HttpChannel Web Security
Web security is based on the Internet standards for encrypted communication and authentication. The HttpChannel class uses managed networking on the sender and Internet Information Services (IIS) with ASP.NET on the receiver to provide Web security. The credentials (Username, Password, and optionally Domain) can be set in the HttpChannel properties. The remoting infrastructure passes the credentials to System.Net, which sends them to the server. The channel message sink properties contain a PreAuthenticate property that by default sends the credentials with the first message.
Authentication
Applications hosted in ASP.NET can be configured for authentication using the combination of IIS and ASP.NET security. The ASP.NET application virtual directory is configured for security in IIS and ASP.NET. See the IIS documentation and Securing ASP.NET Web Applications for details on configuring IIS and ASP.NET for authentication.
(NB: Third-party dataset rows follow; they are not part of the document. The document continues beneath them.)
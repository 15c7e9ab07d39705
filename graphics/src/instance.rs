//! Graphics instance.
//!
//! The [`GraphicsInstance`] is the top-level entry point for the graphics system.
//! It selects a GPU backend and manages the [`GraphicsDevice`]s created on it.

use std::sync::Arc;

use parking_lot::RwLock;

use crate::backend::{self, BackendType, GpuBackend};
use crate::cache::ResourceCacheConfig;
use crate::device::GraphicsDevice;
use crate::error::GraphicsError;

/// Parameters for creating a [`GraphicsInstance`].
#[derive(Debug, Clone, Copy, PartialEq, Eq, Default)]
pub struct InstanceParameters {
    /// Backend to use.
    pub backend: BackendType,
    /// Cache limits for every device created by the instance.
    pub cache: ResourceCacheConfig,
}

impl InstanceParameters {
    /// Create parameters with defaults: automatic backend, default cache limits.
    pub fn new() -> Self {
        Self::default()
    }

    /// Set the backend.
    pub fn with_backend(mut self, backend: BackendType) -> Self {
        self.backend = backend;
        self
    }

    /// Set the cache limits.
    pub fn with_cache_config(mut self, cache: ResourceCacheConfig) -> Self {
        self.cache = cache;
        self
    }
}

/// The graphics instance manages devices.
///
/// # Thread Safety
///
/// `GraphicsInstance` is `Send + Sync` and can be safely shared across threads.
///
/// # Example
///
/// ```ignore
/// let instance = GraphicsInstance::with_parameters(
///     InstanceParameters::new().with_backend(BackendType::Dummy),
/// )?;
/// let device = instance.create_device()?;
/// ```
pub struct GraphicsInstance {
    parameters: InstanceParameters,
    /// Devices created by this instance.
    devices: RwLock<Vec<Arc<GraphicsDevice>>>,
    /// GPU backend for this instance.
    backend: Arc<dyn GpuBackend>,
}

impl GraphicsInstance {
    /// Create a new graphics instance with default parameters.
    ///
    /// # Errors
    ///
    /// Returns an error if the graphics system cannot be initialized.
    pub fn new() -> Result<Arc<Self>, GraphicsError> {
        Self::with_parameters(InstanceParameters::default())
    }

    /// Create a new graphics instance.
    ///
    /// # Errors
    ///
    /// Returns an error if the requested backend cannot be created.
    pub fn with_parameters(parameters: InstanceParameters) -> Result<Arc<Self>, GraphicsError> {
        log::info!("Creating GraphicsInstance with {:?}", parameters);

        let backend = backend::create_backend(parameters.backend)?;
        log::info!("Using GPU backend: {}", backend.name());

        Ok(Arc::new(Self {
            parameters,
            devices: RwLock::new(Vec::new()),
            backend,
        }))
    }

    /// Get the parameters the instance was created with.
    pub fn parameters(&self) -> &InstanceParameters {
        &self.parameters
    }

    /// Get the GPU backend.
    pub fn backend(&self) -> &Arc<dyn GpuBackend> {
        &self.backend
    }

    /// Create a graphics device on the instance's backend.
    ///
    /// # Errors
    ///
    /// Currently infallible; kept fallible for backends that create a
    /// device per call.
    pub fn create_device(&self) -> Result<Arc<GraphicsDevice>, GraphicsError> {
        let device = GraphicsDevice::new(Arc::clone(&self.backend), self.parameters.cache);

        // Track the device
        self.devices.write().push(Arc::clone(&device));

        Ok(device)
    }

    /// Get all devices created by this instance.
    pub fn devices(&self) -> Vec<Arc<GraphicsDevice>> {
        self.devices.read().clone()
    }

    /// Get the number of devices created by this instance.
    pub fn device_count(&self) -> usize {
        self.devices.read().len()
    }
}

impl std::fmt::Debug for GraphicsInstance {
    fn fmt(&self, f: &mut std::fmt::Formatter<'_>) -> std::fmt::Result {
        f.debug_struct("GraphicsInstance")
            .field("backend", &self.backend.name())
            .field("parameters", &self.parameters)
            .field("device_count", &self.device_count())
            .finish()
    }
}

// Ensure GraphicsInstance is Send + Sync
static_assertions::assert_impl_all!(GraphicsInstance: Send, Sync);

#[cfg(test)]
mod tests {
    use super::*;

    fn dummy_instance() -> Arc<GraphicsInstance> {
        GraphicsInstance::with_parameters(
            InstanceParameters::new().with_backend(BackendType::Dummy),
        )
        .unwrap()
    }

    #[test]
    fn test_instance_creation() {
        let instance = dummy_instance();
        assert_eq!(instance.device_count(), 0);
        assert_eq!(instance.backend().name(), "Dummy Backend");
    }

    #[test]
    fn test_create_device() {
        let instance = dummy_instance();
        let device = instance.create_device().unwrap();
        assert_eq!(device.name(), "Dummy Backend");
        assert_eq!(instance.device_count(), 1);
    }

    #[test]
    fn test_create_multiple_devices() {
        let instance = dummy_instance();
        let _device1 = instance.create_device().unwrap();
        let _device2 = instance.create_device().unwrap();
        assert_eq!(instance.device_count(), 2);
    }

    #[test]
    fn test_cache_config_reaches_device() {
        let config = ResourceCacheConfig::default()
            .with_max_count(4)
            .with_max_bytes(1024);
        let instance = GraphicsInstance::with_parameters(
            InstanceParameters::new()
                .with_backend(BackendType::Dummy)
                .with_cache_config(config),
        )
        .unwrap();
        let device = instance.create_device().unwrap();
        assert_eq!(device.resource_cache().config(), config);
    }

    #[test]
    fn test_default_parameters() {
        let params = InstanceParameters::default();
        assert_eq!(params.backend, BackendType::Auto);
        assert_eq!(params.cache.max_count, 8192);
        assert_eq!(params.cache.max_bytes, 96 * 1024 * 1024);
    }
}
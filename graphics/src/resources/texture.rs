//! GPU texture resource.

use std::ops::Deref;
use std::sync::{Arc, Weak};

use crate::device::GraphicsDevice;
use crate::types::{TextureDescriptor, TextureFormat, TextureUsage};

use super::resource::{GpuResource, ResourceKind};

/// A GPU texture resource.
///
/// Textures are created by [`GraphicsDevice::create_texture`] or found in the
/// cache, and are cheap to clone. When the last clone is dropped the cache is
/// notified; budgeted textures stay resident for reuse until evicted.
///
/// # Example
///
/// ```ignore
/// let texture = device.create_texture(&TextureDescriptor::new_2d(
///     16, 16,
///     TextureFormat::Rgba8Unorm,
///     TextureUsage::COPY_DST | TextureUsage::COPY_SRC,
/// ), true)?;
/// println!("Texture size: {}x{}", texture.width(), texture.height());
/// ```
#[derive(Clone)]
pub struct Texture {
    resource: Arc<GpuResource>,
    descriptor: TextureDescriptor,
    device: Weak<GraphicsDevice>,
}

impl Texture {
    /// Wrap a cached resource, or `None` if it is not a texture.
    pub(crate) fn from_resource(
        resource: Arc<GpuResource>,
        device: Weak<GraphicsDevice>,
    ) -> Option<Self> {
        let ResourceKind::Texture(descriptor) = resource.kind() else {
            return None;
        };
        let descriptor = descriptor.clone();
        Some(Self {
            resource,
            descriptor,
            device,
        })
    }

    /// Get the parent device, if it still exists.
    pub fn device(&self) -> Option<Arc<GraphicsDevice>> {
        self.device.upgrade()
    }

    /// The shared resource state.
    pub fn resource(&self) -> &Arc<GpuResource> {
        &self.resource
    }

    /// Get the texture descriptor.
    pub fn descriptor(&self) -> &TextureDescriptor {
        &self.descriptor
    }

    /// Get the texture format.
    pub fn format(&self) -> TextureFormat {
        self.descriptor.format
    }

    /// Get the texture usage flags.
    pub fn usage(&self) -> TextureUsage {
        self.descriptor.usage
    }

    /// Get the texture width.
    pub fn width(&self) -> u32 {
        self.descriptor.size.width
    }

    /// Get the texture height.
    pub fn height(&self) -> u32 {
        self.descriptor.size.height
    }
}

impl Deref for Texture {
    type Target = GpuResource;

    fn deref(&self) -> &GpuResource {
        &self.resource
    }
}

impl Drop for Texture {
    fn drop(&mut self) {
        super::notify_last_holder(&self.resource, &self.device);
    }
}

impl std::fmt::Debug for Texture {
    fn fmt(&self, f: &mut std::fmt::Formatter<'_>) -> std::fmt::Result {
        f.debug_struct("Texture")
            .field("id", &self.resource.id())
            .field("size", &self.descriptor.size)
            .field("format", &self.descriptor.format)
            .field("usage", &self.descriptor.usage)
            .field("label", &self.descriptor.label)
            .finish()
    }
}

// Ensure Texture is Send + Sync
static_assertions::assert_impl_all!(Texture: Send, Sync);

#[cfg(test)]
mod tests {
    use super::*;
    use crate::backend::DummyBackend;
    use crate::resources::resource::Lifecycle;
    use crate::resources::resource::tests::texture_resource;

    #[test]
    fn test_texture_accessors() {
        let backend = Arc::new(DummyBackend::new());
        let resource = texture_resource(&backend, Lifecycle::Owned, true);
        let texture = Texture::from_resource(resource, Weak::new()).unwrap();
        assert_eq!(texture.width(), 16);
        assert_eq!(texture.height(), 16);
        assert_eq!(texture.format(), TextureFormat::Rgba8Unorm);
        assert!(texture.usage().contains(TextureUsage::COPY_DST));
        assert!(texture.device().is_none());
        assert!(format!("{:?}", texture).contains("Texture"));
    }
}
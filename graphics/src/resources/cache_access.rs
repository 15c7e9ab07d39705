//! Privileged view of a resource used by the resource cache.
//!
//! Everything that mutates cache bookkeeping on a resource (timestamps, the
//! cache slot, teardown) goes through a [`CacheAccess`]. The gate can only be
//! obtained inside this crate, so clients of [`GpuResource`] can observe
//! but never drive these transitions.

use std::sync::Arc;

use super::resource::{CacheIndex, GpuResource};

/// Outcome of tearing a resource down through the gate.
#[derive(Debug, Clone, Copy, PartialEq, Eq, Hash)]
pub enum Teardown {
    /// The cache held the only reference; the object goes away with it.
    Destroyed,
    /// Other holders remain; the object lives until the last one drops it.
    Deferred,
}

/// Capability token over a single resource, scoped to a borrow of it.
pub(crate) struct CacheAccess<'a> {
    resource: &'a Arc<GpuResource>,
}

impl<'a> CacheAccess<'a> {
    pub(super) fn new(resource: &'a Arc<GpuResource>) -> Self {
        Self { resource }
    }

    pub(crate) fn is_scratch(&self) -> bool {
        self.resource.is_scratch()
    }

    pub(crate) fn is_wrapped(&self) -> bool {
        self.resource.is_wrapped()
    }

    pub(crate) fn is_purgeable(&self) -> bool {
        self.resource.is_purgeable()
    }

    /// Run the normal release hook.
    pub(crate) fn release(self) -> Teardown {
        let outcome = self.outcome();
        self.resource.release_handle();
        outcome
    }

    /// Run the device-lost hook. The backend is never called.
    pub(crate) fn abandon(self) -> Teardown {
        let outcome = self.outcome();
        self.resource.abandon_handle();
        outcome
    }

    pub(crate) fn timestamp(&self) -> u32 {
        self.resource.timestamp()
    }

    pub(crate) fn set_timestamp(&self, timestamp: u32) {
        self.resource.set_timestamp(timestamp);
    }

    pub(crate) fn access_cache_index(&self) -> &'a CacheIndex {
        self.resource.cache_index()
    }

    fn outcome(&self) -> Teardown {
        if self.is_purgeable() {
            Teardown::Destroyed
        } else {
            Teardown::Deferred
        }
    }
}
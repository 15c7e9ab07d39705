//! Common types and descriptors for graphics resources.
//!
//! This module contains format enums, usage flags, and descriptor structs
//! used throughout the graphics system.

mod buffer;
mod common;
mod texture;

pub use buffer::{BufferDescriptor, BufferUsage};
pub use common::{Extent3d, PixelRect, SurfaceOrigin};
pub use texture::{ColorType, TextureDescriptor, TextureFormat, TextureUsage};
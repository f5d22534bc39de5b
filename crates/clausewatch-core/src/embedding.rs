//! Embedding trait and vector utilities.
//!
//! [`Embedder`] is implemented by the app crate's HTTP providers and by test
//! doubles. The helpers here serialize vectors for BLOB storage and compute
//! the cosine similarity used by every index backend.

use anyhow::Result;
use async_trait::async_trait;

/// Turns text into dense vectors.
#[async_trait]
pub trait Embedder: Send + Sync {
    /// Model identifier, e.g. `"text-embedding-3-small"`.
    fn model_name(&self) -> &str;

    /// Embed `texts`, returning one vector per input in the same order.
    async fn embed(&self, texts: &[String]) -> Result<Vec<Vec<f32>>>;
}

/// Embed a single query string.
pub async fn embed_query(embedder: &dyn Embedder, text: &str) -> Result<Vec<f32>> {
    let mut vectors = embedder.embed(&[text.to_string()]).await?;
    vectors
        .pop()
        .ok_or_else(|| anyhow::anyhow!("embedder returned no vector for query"))
}

/// Encode a float vector as little-endian f32 bytes.
///
/// ```rust
/// use clausewatch_core::embedding::{vec_to_blob, blob_to_vec};
///
/// let v = vec![1.0f32, -2.5, 3.125];
/// let blob = vec_to_blob(&v);
/// assert_eq!(blob.len(), 12);
/// assert_eq!(blob_to_vec(&blob), v);
/// ```
pub fn vec_to_blob(vec: &[f32]) -> Vec<u8> {
    vec.iter().flat_map(|v| v.to_le_bytes()).collect()
}

/// Reverse of [`vec_to_blob`]. Trailing bytes that do not form a full f32
/// are ignored.
pub fn blob_to_vec(blob: &[u8]) -> Vec<f32> {
    blob.chunks_exact(4)
        .map(|b| f32::from_le_bytes([b[0], b[1], b[2], b[3]]))
        .collect()
}

/// Cosine similarity in `[-1.0, 1.0]`.
///
/// Returns `0.0` for empty vectors, vectors of different lengths, or a
/// zero-magnitude operand.
pub fn cosine_similarity(a: &[f32], b: &[f32]) -> f32 {
    if a.len() != b.len() || a.is_empty() {
        return 0.0;
    }

    let (mut dot, mut norm_a, mut norm_b) = (0.0f32, 0.0f32, 0.0f32);
    for (x, y) in a.iter().zip(b) {
        dot += x * y;
        norm_a += x * x;
        norm_b += y * y;
    }

    let denom = norm_a.sqrt() * norm_b.sqrt();
    if denom < f32::EPSILON {
        0.0
    } else {
        dot / denom
    }
}

#[cfg(test)]
mod tests {
    use super::*;

    struct Fixed;

    #[async_trait]
    impl Embedder for Fixed {
        fn model_name(&self) -> &str {
            "fixed"
        }
        async fn embed(&self, texts: &[String]) -> Result<Vec<Vec<f32>>> {
            Ok(texts.iter().map(|t| vec![t.len() as f32, 1.0]).collect())
        }
    }

    #[test]
    fn test_blob_preserves_values() {
        let vec = vec![1.0f32, -2.5, 3.125, 0.0, -0.001];
        assert_eq!(blob_to_vec(&vec_to_blob(&vec)), vec);
    }

    #[test]
    fn test_cosine_identical() {
        let v = vec![1.0, 2.0, 3.0];
        assert!((cosine_similarity(&v, &v) - 1.0).abs() < 1e-6);
    }

    #[test]
    fn test_cosine_orthogonal() {
        assert!(cosine_similarity(&[1.0, 0.0], &[0.0, 1.0]).abs() < 1e-6);
    }

    #[test]
    fn test_cosine_degenerate_inputs() {
        assert_eq!(cosine_similarity(&[], &[]), 0.0);
        assert_eq!(cosine_similarity(&[1.0, 2.0], &[1.0]), 0.0);
        assert_eq!(cosine_similarity(&[0.0, 0.0], &[1.0, 1.0]), 0.0);
    }

    #[tokio::test]
    async fn test_embed_query_single_vector() {
        let v = embed_query(&Fixed, "abcd").await.unwrap();
        assert_eq!(v, vec![4.0, 1.0]);
    }
}
#[derive(Debug, Deserialize, Clone)]
pub struct ServerConfig {
    #[serde(default = "default_bind")]
    pub bind: String,
    /// Key for sealing session tokens. A random key is generated at startup
    /// when unset, which invalidates sessions on restart.
    #[serde(default)]
    pub session_secret: Option<String>,
    /// Seconds a session token stays valid after the last response.
    #[serde(default = "default_session_ttl_secs")]
    pub session_ttl_secs: u64,
    /// Largest accepted request body. Uploads travel base64-encoded inside
    /// the JSON command, so this bounds the size of a repository upload.
    #[serde(default = "default_max_body_bytes")]
    pub max_body_bytes: usize,
}

impl Default for ServerConfig {
    fn default() -> Self {
        Self {
            bind: default_bind(),
            session_secret: None,
            session_ttl_secs: default_session_ttl_secs(),
            max_body_bytes: default_max_body_bytes(),
        }
    }
}

fn default_bind() -> String {
    "127.0.0.1:8501".to_string()
}

fn default_session_ttl_secs() -> u64 {
    crate::session::DEFAULT_SESSION_TTL_SECS
}

fn default_max_body_bytes() -> usize {
    64 * 1024 * 1024
}

impl Config {
    /// Defaults everywhere, with the database under `./data`.
    pub fn minimal() -> Self {
        Self {
            app: AppConfig::default(),
            content: ContentConfig::default(),
            db: DbConfig {
                path: PathBuf::from("./data/clausewatch.sqlite"),
            },
            upload: UploadConfig::default(),
            chunking: ChunkingConfig::default(),
            retrieval: RetrievalConfig::default(),
            index: IndexConfig::default(),
            embedding: EmbeddingConfig::default(),
            llm: LlmConfig::default(),
            auth: AuthConfig::default(),
            server: ServerConfig::default(),
        }
    }

    /// Path of the vector-store database.
    pub fn index_path(&self) -> PathBuf {
        self.index
            .path
            .clone()
            .unwrap_or_else(|| self.db.path.with_file_name("vector_store.sqlite"))
    }

    /// Apply environment overrides through `lookup`, which is
    /// `std::env::var(..).ok()` outside of tests.
    pub fn apply_env_overrides<F>(&mut self, lookup: F) -> Result<()>
    where
        F: Fn(&str) -> Option<String>,
    {
        let non_empty = |key: &str| lookup(key).filter(|v| !v.trim().is_empty());

        if let Some(password) = non_empty("PASSWORD_TO_ENTER") {
            self.auth.password = Some(password);
        }
        if let Some(model) = non_empty("OPENAI_MODEL_NAME") {
            self.llm.model = Some(model);
        }
        if let Some(model) = non_empty("EMBEDDINGS_MODEL") {
            self.embedding.model = Some(model);
        }
        if let Some(raw) = non_empty("MAX_NUMBER_OF_FILES") {
            self.upload.max_files = raw
                .trim()
                .parse()
                .with_context(|| format!("MAX_NUMBER_OF_FILES is not a number: '{}'", raw))?;
        }
        if let Some(name) = non_empty("DATABASE_NAME") {
            self.db.path = self.db.path.with_file_name(name.trim());
        }
        Ok(())
    }

    pub fn validate(&self) -> Result<()> {
        if self.chunking.max_tokens == 0 {
            bail!("chunking.max_tokens must be > 0");
        }
        if self.chunking.overlap_tokens >= self.chunking.max_tokens {
            bail!("chunking.overlap_tokens must be smaller than chunking.max_tokens");
        }
        if self.retrieval.top_k < 1 {
            bail!("retrieval.top_k must be >= 1");
        }
        if self.upload.max_files < 1 {
            bail!("upload.max_files must be >= 1");
        }
        if !(0.0..=2.0).contains(&self.llm.temperature) {
            bail!("llm.temperature must be in [0.0, 2.0]");
        }

        if self.server.session_ttl_secs == 0 {
            bail!("server.session_ttl_secs must be > 0");
        }
        if self.server.max_body_bytes == 0 {
            bail!("server.max_body_bytes must be > 0");
        }
        if self.index.stale_after_secs < 60 {
            bail!("index.stale_after_secs must be >= 60");
        }

        match self.index.backend.as_str() {
            "sqlite" | "memory" => {}
            other => bail!("Unknown index backend: '{}'. Must be sqlite or memory.", other),
        }

        for (section, provider, model) in [
            ("embedding", &self.embedding.provider, &self.embedding.model),
            ("llm", &self.llm.provider, &self.llm.model),
        ] {
            match provider.as_str() {
                "disabled" => {}
                "openai" => {
                    if model.as_deref().map_or(true, |m| m.trim().is_empty()) {
                        bail!("{}.model must be specified when provider is 'openai'", section);
                    }
                }
                other => bail!(
                    "Unknown {} provider: '{}'. Must be disabled or openai.",
                    section,
                    other
                ),
            }
        }
        Ok(())
    }
}
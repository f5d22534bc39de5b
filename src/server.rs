//! JSON HTTP API.
//!
//! The server is a thin shell around the command dispatcher: the session
//! travels to and from the client as a sealed token, and every response
//! carries the next token plus the view to render.
//!
//! # Endpoints
//!
//! | Method | Path | Description |
//! |--------|------|-------------|
//! | `GET`  | `/health` | Health check (returns version) |
//! | `POST` | `/commands` | Run one command: `{session?, command}` → `{session, view}` |
//!
//! # Error Contract
//!
//! Request-level failures use the envelope
//!
//! ```json
//! { "error": { "code": "bad_request", "message": "session token signature mismatch" } }
//! ```
//!
//! Bodies larger than `[server].max_body_bytes` get `413` with code
//! `payload_too_large`. An expired session token is not an error: the
//! command runs against a fresh session and the login view comes back.
//!
//! Command-level failures (validation, missing repositories, provider
//! errors) are not HTTP errors; they come back as an `alert` view with
//! status 200.

use axum::{
    extract::{rejection::JsonRejection, DefaultBodyLimit, State},
    http::StatusCode,
    response::{IntoResponse, Response},
    routing::{get, post},
    Json, Router,
};
use serde::{Deserialize, Serialize};
use std::sync::Arc;
use tower_http::cors::{Any, CorsLayer};
use tower_http::trace::TraceLayer;

use crate::dispatch::{App, Command, View};
use crate::progress::NoProgress;
use crate::session::{Session, SessionError, SessionSealer};

#[derive(Clone)]
struct AppState {
    app: Arc<App>,
    sealer: Arc<SessionSealer>,
}

/// Serve `app` on `[server].bind` until the process is terminated.
pub async fn run_server(app: App) -> anyhow::Result<()> {
    let bind_addr = app.config().server.bind.clone();
    let sealer = SessionSealer::from_secret(app.config().server.session_secret.as_deref())
        .with_ttl(app.config().server.session_ttl_secs);
    if app.config().server.session_secret.is_none() {
        tracing::info!("no session_secret configured; sessions end when the server restarts");
    }

    let router = router(Arc::new(app), Arc::new(sealer));

    println!("Server listening on http://{}", bind_addr);
    tracing::info!(bind = %bind_addr, "server started");

    let listener = tokio::net::TcpListener::bind(&bind_addr).await?;
    axum::serve(listener, router).await?;

    Ok(())
}

pub fn router(app: Arc<App>, sealer: Arc<SessionSealer>) -> Router {
    let max_body_bytes = app.config().server.max_body_bytes;
    let cors = CorsLayer::new()
        .allow_origin(Any)
        .allow_methods(Any)
        .allow_headers(Any);

    Router::new()
        .route("/health", get(handle_health))
        .route(
            "/commands",
            post(handle_command).layer(DefaultBodyLimit::max(max_body_bytes)),
        )
        .layer(TraceLayer::new_for_http())
        .layer(cors)
        .with_state(AppState { app, sealer })
}

// ============ Error response ============

#[derive(Serialize)]
struct ErrorBody {
    error: ErrorDetail,
}

#[derive(Serialize)]
struct ErrorDetail {
    code: String,
    message: String,
}

#[derive(Debug)]
struct AppError {
    status: StatusCode,
    code: String,
    message: String,
}

impl IntoResponse for AppError {
    fn into_response(self) -> Response {
        let body = ErrorBody {
            error: ErrorDetail {
                code: self.code,
                message: self.message,
            },
        };
        (self.status, Json(body)).into_response()
    }
}

fn bad_request(message: impl Into<String>) -> AppError {
    AppError {
        status: StatusCode::BAD_REQUEST,
        code: "bad_request".to_string(),
        message: message.into(),
    }
}

fn rejected(rejection: JsonRejection) -> AppError {
    let status = rejection.status();
    let code = if status == StatusCode::PAYLOAD_TOO_LARGE {
        "payload_too_large"
    } else {
        "bad_request"
    };
    AppError {
        status,
        code: code.to_string(),
        message: rejection.body_text(),
    }
}

fn internal(message: impl Into<String>) -> AppError {
    AppError {
        status: StatusCode::INTERNAL_SERVER_ERROR,
        code: "internal".to_string(),
        message: message.into(),
    }
}

// ============ GET /health ============

#[derive(Serialize)]
struct HealthResponse {
    status: String,
    version: String,
}

async fn handle_health() -> Json<HealthResponse> {
    Json(HealthResponse {
        status: "ok".to_string(),
        version: env!("CARGO_PKG_VERSION").to_string(),
    })
}

// ============ POST /commands ============

#[derive(Deserialize)]
struct CommandRequest {
    #[serde(default)]
    session: Option<String>,
    command: Command,
}

#[derive(Serialize)]
struct CommandResponse {
    session: String,
    view: View,
}

/// Open the caller's session (or start a fresh one), dispatch the command,
/// and seal the next session into the response.
async fn handle_command(
    State(state): State<AppState>,
    body: Result<Json<serde_json::Value>, JsonRejection>,
) -> Result<Json<CommandResponse>, AppError> {
    let Json(body) = body.map_err(|rejection| {
        tracing::warn!(status = %rejection.status(), "rejected request body");
        rejected(rejection)
    })?;
    let request: CommandRequest = serde_json::from_value(body)
        .map_err(|e| bad_request(format!("invalid command: {}", e)))?;

    let session = match request.session.as_deref().filter(|t| !t.is_empty()) {
        Some(token) => match state.sealer.open(token) {
            Ok(session) => session,
            Err(e) if matches!(e.downcast_ref::<SessionError>(), Some(SessionError::Expired)) => {
                tracing::info!("session token expired");
                Session::default()
            }
            Err(e) => {
                tracing::warn!(error = %e, "rejected session token");
                return Err(bad_request(e.to_string()));
            }
        },
        None => Session::default(),
    };

    let dispatch = state.app.dispatch(session, request.command, &NoProgress).await;
    let token = state
        .sealer
        .seal(&dispatch.session)
        .map_err(|e| internal(e.to_string()))?;

    Ok(Json(CommandResponse {
        session: token,
        view: dispatch.view,
    }))
}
Secure Communication in ASP.NET
The HttpChannel hosted in IIS with ASP.NET supports sending and receiving encrypted communication using Secure Sockets Layer (SSL). See the IIS documentation for configuring SSL. Include the text https and the appropriate URL at the start of calls to Activator.CreateInstance, Activator.GetObject, items in the .NET remoting configuration file, or anywhere URLs are used to specify a remote object, remote XML Web service, or remoting application.
To determine whether the HTTP connection is encrypted, call the HttpContext.Request property to obtain the HttpRequest object, and then call HttpRequest.IsSecureConnection.
Anonymous
Use this option to allow users to establish an anonymous connection. Your server lets the user log on with an anonymous or guest account.
**Note **You must turn off Anonymous if you want to use Basic, Digest, or Integrated Windows authentication.
Basic Authentication
Basic authentication is a security mechanism using a standard HTTP mechanism in which user information is sent and received as clearly readable text characters rather than binary bit-streamed information. Basic authentication uses a base64-encoded string that contains the user name and password. Passwords and user names are encoded but not encrypted in this type of authentication. It is important to note that Basic authentication results in the transmission of passwords across the network in an unencrypted form. A determined unauthorized user equipped with a network-monitoring tool could intercept user names and passwords.
Basic authentication can be useful when the application just needs some identifier for the calling application.
Digest Authentication
Digest authentication sends a hash value, rather than the password, over the network. This method works across proxy servers and other firewalls.
Digest authentication is a challenge-response scheme that challenges using a nonce (a server-specified data string) value. A valid response contains a checksum of the user name, the password, the given nonce value, the HTTP method, and the requested Uniform Resource Identifier (URI).
Digest authentication addresses many of the weaknesses of Basic authentication. Most notably, the password is not transmitted in clear text when you use Digest authentication. Digest authentication can also work through proxy servers, unlike Integrated Windows authentication.
Digest authentication is useful when the application needs a stronger level of authentication than Basic.
Cookie Authentication
Cookie authentication is generally used to refer to a system whereby unauthenticated requests are redirected to an HTML form using HTTP client-side redirection. The user provides credentials and submits the form. If the application authenticates the request, the system issues a cookie that contains the credentials in some format or a key for reacquiring the identity. Subsequent requests are issued with the cookie in the request headers and are authenticated and authorized by an ASP.NET handler using whatever validation method the application requires.
Note that Cookie authentication is often used for personalization, where content is customized for a known user. In some of these cases, identification is the issue rather than authentication, so it is enough to merely store the user name (in a durable cookie) and use that name to access the personalization information.
Integrated Windows Authentication
Integrated Windows authentication uses a cryptographic exchange with the user's Microsoft Internet Explorer.
Integrated Windows authentication (formerly known as both NT LAN Manager (or NTLM) and Windows NT Challenge/Response authentication) is more secure than Basic authentication. This authentication scheme works especially well in an intranet environment where users have Windows domain accounts.
In Integrated Windows authentication, the browser attempts to use the current user's credentials from a domain logon. If those credentials are rejected, Integrated Windows authentication prompts the user for a user name and password by means of a dialog box. When Integrated Windows authentication is used, the user's password is not passed from the client to the server. If a user has logged on as a domain user on a local computer, the user will not need to be authenticated again when accessing a network computer in that domain.
The user is not prompted for a user name and password for each HTTP request; rather, the dialog box appears only when the cached credentials do not have sufficient permissions to access a specific page or file.